● **MATERIAL PROVIDED**:
//! Server-Sent Events codec: an incremental decoder that reassembles
//! `data:`/`event:`/`:`-comment frames across arbitrary byte-chunk
//! boundaries, and an encoder producing the same wire format.

use bytes::{Bytes, BytesMut};
use serde::Serialize;
use serde_json::Value;

/// One decoded SSE frame. `event` is `None` for the default `message` event.
#[derive(Debug, Clone, PartialEq, Eq)]
pub struct SseFrame {
    pub event: Option<String>,
    pub data: String,
}

/// Incremental SSE parser. Feed raw upstream bytes via `push`; complete
/// frames (terminated by a blank line) are returned as they're assembled,
/// with any partial trailing line held over to the next `push` call.
#[derive(Default)]
pub struct SseDecoder {
    buffer: BytesMut,
    pending_event: Option<String>,
    pending_data: Vec<String>,
}

impl SseDecoder {
    pub fn new() -> Self {
        Self::default()
    }

    /// Feeds a chunk of bytes and returns every complete frame it produces.
    /// Incomplete trailing data is retained internally.
    pub fn push(&mut self, chunk: &[u8]) -> Vec<SseFrame> {
        self.buffer.extend_from_slice(chunk);
        let mut frames = Vec::new();

        loop {
            let newline_pos = self.buffer.iter().position(|&b| b == b'\n');
            let Some(pos) = newline_pos else { break };

            let line_bytes = self.buffer.split_to(pos + 1);
            let line = String::from_utf8_lossy(&line_bytes[..pos]);
            let line = line.trim_end_matches('\r');

            if line.is_empty() {
                if !self.pending_data.is_empty() || self.pending_event.is_some() {
                    frames.push(SseFrame {
                        event: self.pending_event.take(),
                        data: self.pending_data.join("\n"),
                    });
                    self.pending_data.clear();
                }
                continue;
            }

            if line.starts_with(':') {
                continue;
            }

            if let Some(rest) = line.strip_prefix("event:") {
                self.pending_event = Some(rest.trim_start().to_string());
            } else if let Some(rest) = line.strip_prefix("data:") {
                self.pending_data.push(rest.trim_start().to_string());
            }
        }

        frames
    }
}

/// Sentinel payload marking the end of a completion stream.
pub const DONE: &str = "[DONE]";

/// Builds the `data: <json>\n\n` frame for one streamed chunk.
pub fn encode_data<T: Serialize>(payload: &T) -> Bytes {
    let json = serde_json::to_string(payload).unwrap_or_else(|_| "{}".to_string());
    Bytes::from(format!("data: {}\n\n", json))
}

/// Builds a named-event frame: `event: <name>\ndata: <json>\n\n`.
pub fn encode_event<T: Serialize>(name: &str, payload: &T) -> Bytes {
    let json = serde_json::to_string(payload).unwrap_or_else(|_| "{}".to_string());
    Bytes::from(format!("event: {}\ndata: {}\n\n", name, json))
}

/// Builds a `:`-prefixed comment frame used as a keep-alive heartbeat.
pub fn encode_heartbeat() -> Bytes {
    Bytes::from_static(b": heartbeat\n\n")
}

/// Builds the terminal `data: [DONE]\n\n` frame.
pub fn encode_done() -> Bytes {
    Bytes::from_static(b"data: [DONE]\n\n")
}

/// Parses a frame's `data` field as JSON, returning `None` for the `[DONE]`
/// sentinel.
pub fn parse_data(frame: &SseFrame) -> Option<Value> {
    if frame.data == DONE {
        return None;
    }
    serde_json::from_str(&frame.data).ok()
}

#[cfg(test)]
mod tests {
    use super::*;
    use serde_json::json;

    #[test]
    fn decodes_single_complete_frame() {
        let mut decoder = SseDecoder::new();
        let frames = decoder.push(b"data: {\"a\":1}\n\n");
        assert_eq!(frames.len(), 1);
        assert_eq!(frames[0].event, None);
        assert_eq!(frames[0].data, r#"{"a":1}"#);
    }

    #[test]
    fn decodes_frame_split_across_chunks() {
        let mut decoder = SseDecoder::new();
        let mut frames = decoder.push(b"data: {\"a\"");
        assert!(frames.is_empty());
        frames = decoder.push(b":1}\n\n");
        assert_eq!(frames.len(), 1);
        assert_eq!(frames[0].data, r#"{"a":1}"#);
    }

    #[test]
    fn decodes_frame_split_mid_newline() {
        let mut decoder = SseDecoder::new();
        let mut frames = decoder.push(b"data: hello\n");
        assert!(frames.is_empty());
        frames = decoder.push(b"\n");
        assert_eq!(frames.len(), 1);
        assert_eq!(frames[0].data, "hello");
    }

    #[test]
    fn ignores_comment_lines() {
        let mut decoder = SseDecoder::new();
        let frames = decoder.push(b": heartbeat\n\ndata: x\n\n");
        assert_eq!(frames.len(), 1);
        assert_eq!(frames[0].data, "x");
    }

    #[test]
    fn decodes_named_event() {
        let mut decoder = SseDecoder::new();
        let frames = decoder.push(b"event: error\ndata: {\"msg\":\"boom\"}\n\n");
        assert_eq!(frames.len(), 1);
        assert_eq!(frames[0].event.as_deref(), Some("error"));
    }

    #[test]
    fn joins_multiline_data_fields() {
        let mut decoder = SseDecoder::new();
        let frames = decoder.push(b"data: line1\ndata: line2\n\n");
        assert_eq!(frames[0].data, "line1\nline2");
    }

    #[test]
    fn handles_multiple_frames_in_one_chunk() {
        let mut decoder = SseDecoder::new();
        let frames = decoder.push(b"data: a\n\ndata: b\n\n");
        assert_eq!(frames.len(), 2);
        assert_eq!(frames[0].data, "a");
        assert_eq!(frames[1].data, "b");
    }

    #[test]
    fn encode_data_round_trips_through_decoder() {
        let bytes = encode_data(&json!({"x": 1}));
        let mut decoder = SseDecoder::new();
        let frames = decoder.push(&bytes);
        assert_eq!(frames.len(), 1);
        assert_eq!(parse_data(&frames[0]), Some(json!({"x": 1})));
    }

    #[test]
    fn parse_data_returns_none_for_done_sentinel() {
        let frame = SseFrame {
            event: None,
            data: "[DONE]".to_string(),
        };
        assert_eq!(parse_data(&frame), None);
    }

    #[test]
    fn encode_done_matches_sentinel_wire_format() {
        assert_eq!(&encode_done()[..], b"data: [DONE]\n\n");
    }
}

● **REQUIREMENT**: Print every line of the listing shown above, exactly.

● **SOLUTION**:
//! Server-Sent Events codec: an incremental decoder that reassembles
//! `data:`/`event:`/`:`-comment frames across arbitrary byte-chunk
//! boundaries, and an encoder producing the same wire format.

use bytes::{Bytes, BytesMut};
use serde::Serialize;
use serde_json::Value;

/// One decoded SSE frame. `event` is `None` for the default `message` event.
#[derive(Debug, Clone, PartialEq, Eq)]
pub struct SseFrame {
    pub event: Option<String>,
    pub data: String,
}

/// Incremental SSE parser. Feed raw upstream bytes via `push`; complete
/// frames (terminated by a blank line) are returned as they're assembled,
/// with any partial trailing line held over to the next `push` call.
#[derive(Default)]
pub struct SseDecoder {
    buffer: BytesMut,
    pending_event: Option<String>,
    pending_data: Vec<String>,
}

impl SseDecoder {
    pub fn new() -> Self {
        Self::default()
    }

    /// Feeds a chunk of bytes and returns every complete frame it produces.
    /// Incomplete trailing data is retained internally.
    pub fn push(&mut self, chunk: &[u8]) -> Vec<SseFrame> {
        self.buffer.extend_from_slice(chunk);
        let mut frames = Vec::new();

        loop {
            let newline_pos = self.buffer.iter().position(|&b| b == b'\n');
            let Some(pos) = newline_pos else { break };

            let line_bytes = self.buffer.split_to(pos + 1);
            let line = String::from_utf8_lossy(&line_bytes[..pos]);
            let line = line.trim_end_matches('\r');

            if line.is_empty() {
                if !self.pending_data.is_empty() || self.pending_event.is_some() {
                    frames.push(SseFrame {
                        event: self.pending_event.take(),
                        data: self.pending_data.join("\n"),
                    });
                    self.pending_data.clear();
                }
                continue;
            }

            if line.starts_with(':') {
                continue;
            }

            if let Some(rest) = line.strip_prefix("event:") {
                self.pending_event = Some(rest.trim_start().to_string());
            } else if let Some(rest) = line.strip_prefix("data:") {
                self.pending_data.push(rest.trim_start().to_string());
            }
        }

        frames
    }
}

/// Sentinel payload marking the end of a completion stream.
pub const DONE: &str = "[DONE]";

/// Builds the `data: <json>\n\n` frame for one streamed chunk.
pub fn encode_data<T: Serialize>(payload: &T) -> Bytes {
    let json = serde_json::to_string(payload).unwrap_or_else(|_| "{}".to_string());
    Bytes::from(format!("data: {}\n\n", json))
}

/// Builds a named-event frame: `event: <name>\ndata: <json>\n\n`.
pub fn encode_event<T: Serialize>(name: &str, payload: &T) -> Bytes {
    let json = serde_json::to_string(payload).unwrap_or_else(|_| "{}".to_string());
    Bytes::from(format!("event: {}\ndata: {}\n\n", name, json))
}

/// Builds a `:`-prefixed comment frame used as a keep-alive heartbeat.
pub fn encode_heartbeat() -> Bytes {
    Bytes::from_static(b": heartbeat\n\n")
}

/// Builds the terminal `data: [DONE]\n\n` frame.
pub fn encode_done() -> Bytes {
    Bytes::from_static(b"data: [DONE]\n\n")
}

/// Parses a frame's `data` field as JSON, returning `None` for the `[DONE]`
/// sentinel.
pub fn parse_data(frame: &SseFrame) -> Option<Value> {
    if frame.data == DONE {
        return None;
    }
    serde_json::from_str(&frame.data).ok()
}

#[cfg(test)]
mod tests {
    use super::*;
    use serde_json::json;

    #[test]
    fn decodes_single_complete_frame() {
        let mut decoder = SseDecoder::new();
        let frames = decoder.push(b"data: {\"a\":1}\n\n");
        assert_eq!(frames.len(), 1);
        assert_eq!(frames[0].event, None);
        assert_eq!(frames[0].data, r#"{"a":1}"#);
    }

    #[test]
    fn decodes_frame_split_across_chunks() {
        let mut decoder = SseDecoder::new();
        let mut frames = decoder.push(b"data: {\"a\"");
        assert!(frames.is_empty());
        frames = decoder.push(b":1}\n\n");
        assert_eq!(frames.len(), 1);
        assert_eq!(frames[0].data, r#"{"a":1}"#);
    }

    #[test]
    fn decodes_frame_split_mid_newline() {
        let mut decoder = SseDecoder::new();
        let mut frames = decoder.push(b"data: hello\n");
        assert!(frames.is_empty());
        frames = decoder.push(b"\n");
        assert_eq!(frames.len(), 1);
        assert_eq!(frames[0].data, "hello");
    }

    #[test]
    fn ignores_comment_lines() {
        let mut decoder = SseDecoder::new();
        let frames = decoder.push(b": heartbeat\n\ndata: x\n\n");
        assert_eq!(frames.len(), 1);
        assert_eq!(frames[0].data, "x");
    }

    #[test]
    fn decodes_named_event() {
        let mut decoder = SseDecoder::new();
        let frames = decoder.push(b"event: error\ndata: {\"msg\":\"boom\"}\n\n");
        assert_eq!(frames.len(), 1);
        assert_eq!(frames[0].event.as_deref(), Some("error"));
    }

    #[test]
    fn joins_multiline_data_fields() {
        let mut decoder = SseDecoder::new();
        let frames = decoder.push(b"data: line1\ndata: line2\n\n");
        assert_eq!(frames[0].data, "line1\nline2");
    }

    #[test]
    fn handles_multiple_frames_in_one_chunk() {
        let mut decoder = SseDecoder::new();
        let frames = decoder.push(b"data: a\n\ndata: b\n\n");
        assert_eq!(frames.len(), 2);
        assert_eq!(frames[0].data, "a");
        assert_eq!(frames[1].data, "b");
    }

    #[test]
    fn encode_data_round_trips_through_decoder() {
        let bytes = encode_data(&json!({"x": 1}));
        let mut decoder = SseDecoder::new();
        let frames = decoder.push(&bytes);
        assert_eq!(frames.len(), 1);
        assert_eq!(parse_data(&frames[0]), Some(json!({"x": 1})));
    }

    #[test]
    fn parse_data_returns_none_for_done_sentinel() {
        let frame = SseFrame {
            event: None,
            data: "[DONE]".to_string(),
        };
        assert_eq!(parse_data(&frame), None);
    }

    #[test]
    fn encode_done_matches_sentinel_wire_format() {
        assert_eq!(&encode_done()[..], b"data: [DONE]\n\n");
    }
}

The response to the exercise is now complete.